--- Given information ---
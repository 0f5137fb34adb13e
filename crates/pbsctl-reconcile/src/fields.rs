//! Per-resource-family field tables for [`pbsctl_mapping::compute_delete_set`].
//!
//! One const array per family naming every scalar/block field the wire
//! struct carries; the reconciler never hand-rolls a delete set, it always
//! goes through one of these plus `compute_delete_set`.

use pbsctl_mapping::FieldSpec;

/// `/config/datastore` wire fields.
pub const DATASTORE_FIELDS: &[FieldSpec] = &[
    FieldSpec::scalar("comment"),
    FieldSpec::scalar("gc-schedule"),
    FieldSpec::scalar("prune-schedule"),
    FieldSpec::scalar("tune-level"),
    FieldSpec::block("notify"),
    FieldSpec::block("tuning"),
    FieldSpec::block("maintenance-mode"),
];

/// `/config/prune-job` wire fields.
pub const PRUNE_JOB_FIELDS: &[FieldSpec] = &[
    FieldSpec::scalar("schedule"),
    FieldSpec::scalar("keep-daily"),
    FieldSpec::scalar("keep-weekly"),
    FieldSpec::scalar("keep-monthly"),
    FieldSpec::scalar("keep-yearly"),
    FieldSpec::scalar("comment"),
];

/// `/config/sync-job` wire fields.
pub const SYNC_JOB_FIELDS: &[FieldSpec] = &[
    FieldSpec::scalar("schedule"),
    FieldSpec::scalar("remote"),
    FieldSpec::scalar("remote-store"),
    FieldSpec::scalar("comment"),
];

/// `/config/verify-job` wire fields.
pub const VERIFY_JOB_FIELDS: &[FieldSpec] = &[
    FieldSpec::scalar("schedule"),
    FieldSpec::scalar("ignore-verified"),
    FieldSpec::scalar("comment"),
];

/// `/config/gc-job` wire fields.
pub const GC_JOB_FIELDS: &[FieldSpec] = &[FieldSpec::scalar("schedule"), FieldSpec::scalar("comment")];

/// `/config/remote` wire fields.
pub const REMOTE_FIELDS: &[FieldSpec] = &[
    FieldSpec::scalar("host"),
    FieldSpec::scalar("auth-id"),
    FieldSpec::scalar("fingerprint"),
    FieldSpec::scalar("comment"),
];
---
From the top of the listing above, restate each line word for word up to and including the line with "use pbsctl_mapping::FieldSpec;"; add nothing else.

repository 0f5137fb34adb13e
filename crates/pbsctl-reconcile/src/fields.rs
//! Per-resource-family field tables for [`pbsctl_mapping::compute_delete_set`].
//!
//! One const array per family naming every scalar/block field the wire
//! struct carries; the reconciler never hand-rolls a delete set, it always
//! goes through one of these plus `compute_delete_set`.

use pbsctl_mapping::FieldSpec;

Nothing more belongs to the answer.